Give back the entries exactly, ending with the "use crate::filter::FilterSet;" line.

SUPPLIED INFORMATION Start Marker

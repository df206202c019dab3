//! Domain assemblers.
//!
//! Each assembler asks the aggregator for its domain's indicators, derives
//! the usual ratios and packages everything into a [`Dashboard`]. A figure
//! that could not be measured is replaced by the documented default of its
//! indicator and tagged as such, both on the KPI and in every insight line
//! that quotes it. Nothing here ever reports a missing value as a zero.

pub mod accounts;
pub mod format;
pub mod labour;
pub mod options;
pub mod overview;
pub mod prices;
pub mod trade;

use chrono::{DateTime, Utc};
use serde::Serialize;
use std::collections::BTreeMap;
use tracing::debug;

use crate::aggregate::Aggregator;
use crate::error::Result;
use crate::filter::FilterSet;
use crate::registry::{Indicator, Lookup};

pub use accounts::accounts_snapshot;
pub use labour::labour_snapshot;
pub use overview::overview_snapshot;
pub use prices::prices_snapshot;
pub use trade::trade_snapshot;

/// Appended to an insight that quotes a defaulted figure.
pub const DEFAULT_NOTE: &str = " (default estimate)";

#[derive(Debug, Clone, Copy, PartialEq, Eq, Serialize)]
#[serde(rename_all = "snake_case")]
pub enum Source {
    Measured,
    Derived,
    Default,
}

/// A number together with where it came from.
#[derive(Debug, Clone, Copy, PartialEq, Serialize)]
pub struct Figure {
    pub value: f64,
    pub source: Source,
}
impl Figure {
    pub fn measured(value: f64) -> Self {
        Self { value, source: Source::Measured }
    }
    pub fn defaulted(value: f64) -> Self {
        Self { value, source: Source::Default }
    }
    pub fn is_default(&self) -> bool {
        self.source == Source::Default
    }
    /// A figure computed from `inputs`. It becomes `default`, tagged as a
    /// default, when any input was defaulted or `compute` has no answer.
    pub fn derive(inputs: &[Figure], default: f64, compute: impl FnOnce() -> Option<f64>) -> Self {
        if inputs.iter().any(Figure::is_default) {
            return Self::defaulted(default);
        }
        match compute().filter(|v| v.is_finite()) {
            Some(value) => Self { value, source: Source::Derived },
            None => Self::defaulted(default),
        }
    }
}

/// `numerator / denominator` as a percentage; `None` for a zero denominator.
pub fn ratio(numerator: f64, denominator: f64) -> Option<f64> {
    if denominator == 0.0 {
        None
    } else {
        Some(numerator / denominator * 100.0)
    }
}

/// Percentage change from `previous` to `current`, or `default` when there
/// is no previous value to compare with.
pub fn growth(current: Figure, previous: Option<Figure>, default: f64) -> Figure {
    match previous {
        Some(previous) => Figure::derive(&[current, previous], default, || {
            ratio(current.value - previous.value, previous.value)
        }),
        None => Figure::defaulted(default),
    }
}

#[derive(Debug, Clone, PartialEq, Serialize)]
pub struct Kpi {
    pub label: String,
    pub value: String,
    pub raw: f64,
    pub source: Source,
}

#[derive(Debug, Clone, Copy, PartialEq, Eq, Serialize)]
#[serde(rename_all = "lowercase")]
pub enum ChartKind {
    Line,
    Bar,
    Doughnut,
}

#[derive(Debug, Clone, PartialEq, Serialize)]
pub struct Chart {
    pub title: String,
    #[serde(rename = "type")]
    pub kind: ChartKind,
    pub labels: Vec<String>,
    pub data: Vec<f64>,
    pub source: Source,
}
impl Chart {
    /// Measured points, or `fallback` tagged as a default when there are none.
    pub fn from_points(
        title: &str,
        kind: ChartKind,
        points: Vec<(String, f64)>,
        fallback: &[(&str, f64)],
    ) -> Self {
        if points.is_empty() {
            return Self::fixed(title, kind, fallback);
        }
        let (labels, data) = points.into_iter().unzip();
        Self { title: title.to_string(), kind, labels, data, source: Source::Measured }
    }
    /// Illustrative values that no table backs.
    pub fn fixed(title: &str, kind: ChartKind, points: &[(&str, f64)]) -> Self {
        Self {
            title: title.to_string(),
            kind,
            labels: points.iter().map(|(l, _)| l.to_string()).collect(),
            data: points.iter().map(|(_, v)| *v).collect(),
            source: Source::Default,
        }
    }
    pub fn points(&self) -> impl Iterator<Item = (&str, f64)> {
        self.labels.iter().map(String::as_str).zip(self.data.iter().copied())
    }
}

#[derive(Debug, Clone, PartialEq, Serialize)]
pub struct Charts {
    pub main: Chart,
    pub side: Chart,
    pub extra: Option<Chart>,
}

#[derive(Debug, Clone, Default, PartialEq, Serialize)]
pub struct TableView {
    pub columns: Vec<String>,
    pub rows: Vec<BTreeMap<String, String>>,
}
impl TableView {
    pub fn new(columns: &[&str]) -> Self {
        Self {
            columns: columns.iter().map(|c| c.to_string()).collect(),
            rows: Vec::new(),
        }
    }
    /// Cells are paired with the columns in order.
    pub fn push(&mut self, cells: Vec<String>) {
        let row = self.columns.iter().cloned().zip(cells).collect();
        self.rows.push(row);
    }
}

#[derive(Debug, Clone, Copy, PartialEq, Eq, Serialize)]
#[serde(rename_all = "snake_case")]
pub enum Domain {
    Labour,
    Accounts,
    Prices,
    Trade,
    Overview,
}
impl Domain {
    /// `None` for a domain no assembler serves. An absent domain is the
    /// overview.
    pub fn parse(raw: &str) -> Option<Self> {
        match raw.trim().to_lowercase().as_str() {
            "labour" | "labor" => Some(Domain::Labour),
            "accounts" | "gdp" => Some(Domain::Accounts),
            "prices" | "cpi" => Some(Domain::Prices),
            "trade" => Some(Domain::Trade),
            "" | "dashboard" | "overview" => Some(Domain::Overview),
            _ => None,
        }
    }
}

#[derive(Debug, Clone, PartialEq, Serialize)]
pub struct Dashboard {
    pub title: String,
    pub domain: Option<Domain>,
    pub kpis: Vec<Kpi>,
    pub charts: Charts,
    pub table: TableView,
    pub insights: Vec<String>,
    /// labels of every KPI and chart showing a default
    pub defaults_used: Vec<String>,
    pub generated_at: DateTime<Utc>,
}
impl Dashboard {
    pub fn kpi(&self, label: &str) -> Option<&Kpi> {
        self.kpis.iter().find(|k| k.label == label)
    }
}

/// Collects KPIs and insights while remembering which ones were defaulted.
#[derive(Debug, Default)]
pub(crate) struct Board {
    kpis: Vec<Kpi>,
    insights: Vec<String>,
    defaults_used: Vec<String>,
}
impl Board {
    pub(crate) fn kpi(&mut self, label: &str, figure: Figure, value: String) {
        if figure.is_default() {
            self.note_default(label);
        }
        self.kpis.push(Kpi {
            label: label.to_string(),
            value,
            raw: figure.value,
            source: figure.source,
        });
    }
    pub(crate) fn insight(&mut self, text: String, figures: &[Figure]) {
        if figures.iter().any(Figure::is_default) {
            self.insights.push(format!("{text}{DEFAULT_NOTE}"));
        } else {
            self.insights.push(text);
        }
    }
    fn note_default(&mut self, label: &str) {
        if !self.defaults_used.iter().any(|l| l == label) {
            self.defaults_used.push(label.to_string());
        }
    }
    pub(crate) fn finish(
        mut self,
        title: &str,
        domain: Domain,
        charts: Charts,
        table: TableView,
    ) -> Dashboard {
        let defaulted: Vec<String> = [Some(&charts.main), Some(&charts.side), charts.extra.as_ref()]
            .into_iter()
            .flatten()
            .filter(|c| c.source == Source::Default)
            .map(|c| c.title.clone())
            .collect();
        for title in defaulted {
            self.note_default(&title);
        }
        Dashboard {
            title: title.to_string(),
            domain: Some(domain),
            kpis: self.kpis,
            charts,
            table,
            insights: self.insights,
            defaults_used: self.defaults_used,
            generated_at: Utc::now(),
        }
    }
}

// ------------- Aggregator calls in display units -------------
/// One indicator in display units, or its default when no table has it.
pub fn measure(agg: &Aggregator, indicator: &Indicator, filters: &FilterSet) -> Result<Figure> {
    let keywords = indicator.keyword_groups();
    let aliases = indicator.indicator_aliases();
    let result = match indicator.lookup {
        Lookup::Sum => agg.aggregate(&keywords, &aliases, filters, indicator.mode)?,
        Lookup::Latest => agg.latest(&keywords, &aliases, filters, indicator.mode)?,
    };
    Ok(match result.total {
        Some(total) => Figure::measured(total / indicator.unit),
        None => {
            debug!(indicator = indicator.name, default = indicator.default, "indicator not found");
            Figure::defaulted(indicator.default)
        }
    })
}

/// Period series of an indicator in display units, oldest first.
pub fn trend(
    agg: &Aggregator,
    indicator: &Indicator,
    filters: &FilterSet,
    limit: usize,
) -> Result<Vec<(String, f64)>> {
    let series = agg.series(
        &indicator.keyword_groups(),
        &indicator.indicator_aliases(),
        filters,
        indicator.mode,
        limit,
    )?;
    Ok(in_units(series.points, indicator.unit))
}

/// Category breakdown of an indicator in display units, largest first.
pub fn breakdown(
    agg: &Aggregator,
    indicator: &Indicator,
    category_hints: &[&str],
    filters: &FilterSet,
    limit: usize,
) -> Result<Vec<(String, f64)>> {
    let series = agg.breakdown(
        &indicator.keyword_groups(),
        &indicator.indicator_aliases(),
        category_hints,
        filters,
        indicator.mode,
        limit,
    )?;
    Ok(in_units(series.points, indicator.unit))
}

fn in_units(points: Vec<(String, f64)>, unit: f64) -> Vec<(String, f64)> {
    points.into_iter().map(|(label, v)| (label, v / unit)).collect()
}

/// The indicator now and one period earlier.
///
/// With a year filter this is the filtered year and the year before it.
/// Without one, or when the filtered year has no data, the two latest
/// periods of the indicator's series are used. When the tables carry no
/// period column at all only the plain measure is returned.
pub fn current_and_previous(
    agg: &Aggregator,
    indicator: &Indicator,
    filters: &FilterSet,
) -> Result<(Figure, Option<Figure>)> {
    if let Some(year) = filters.year {
        let current = measure(agg, indicator, filters)?;
        if !current.is_default() {
            let previous = measure(agg, indicator, &filters.clone().with_year(year - 1))?;
            return Ok((current, (!previous.is_default()).then_some(previous)));
        }
        debug!(indicator = indicator.name, year, "no data for year, using the latest period");
    }
    let points = trend(agg, indicator, filters, 2)?;
    match points.as_slice() {
        [.., (_, previous), (_, current)] => {
            Ok((Figure::measured(*current), Some(Figure::measured(*previous))))
        }
        [(_, current)] => Ok((Figure::measured(*current), None)),
        [] => Ok((measure(agg, indicator, filters)?, None)),
    }
}

/// Dashboard for `domain`; `None` gives the "Data not found" payload.
pub fn snapshot(
    agg: &Aggregator,
    domain: Option<Domain>,
    filters: &FilterSet,
) -> Result<Dashboard> {
    match domain {
        Some(Domain::Labour) => labour_snapshot(agg, filters),
        Some(Domain::Accounts) => accounts_snapshot(agg, filters),
        Some(Domain::Prices) => prices_snapshot(agg, filters),
        Some(Domain::Trade) => trade_snapshot(agg, filters),
        Some(Domain::Overview) => overview_snapshot(agg, filters),
        None => Ok(not_found()),
    }
}

pub fn not_found() -> Dashboard {
    let empty = |kind| Chart {
        title: "No data".to_string(),
        kind,
        labels: Vec::new(),
        data: Vec::new(),
        source: Source::Default,
    };
    let placeholder = Kpi {
        label: "No data".to_string(),
        value: "0".to_string(),
        raw: 0.0,
        source: Source::Default,
    };
    Dashboard {
        title: "Data not found".to_string(),
        domain: None,
        kpis: vec![placeholder; 4],
        charts: Charts {
            main: empty(ChartKind::Line),
            side: empty(ChartKind::Doughnut),
            extra: None,
        },
        table: TableView::new(&["No data"]),
        insights: vec!["No insights available".to_string()],
        defaults_used: Vec::new(),
        generated_at: Utc::now(),
    }
}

SUPPLIED INFORMATION End Marker

#### [ANSWER SECTION]
repository df206202c019dab3
//! Domain assemblers.
//!
//! Each assembler asks the aggregator for its domain's indicators, derives
//! the usual ratios and packages everything into a [`Dashboard`]. A figure
//! that could not be measured is replaced by the documented default of its
//! indicator and tagged as such, both on the KPI and in every insight line
//! that quotes it. Nothing here ever reports a missing value as a zero.

pub mod accounts;
pub mod format;
pub mod labour;
pub mod options;
pub mod overview;
pub mod prices;
pub mod trade;

use chrono::{DateTime, Utc};
use serde::Serialize;
use std::collections::BTreeMap;
use tracing::debug;

use crate::aggregate::Aggregator;
use crate::error::Result;
use crate::filter::FilterSet;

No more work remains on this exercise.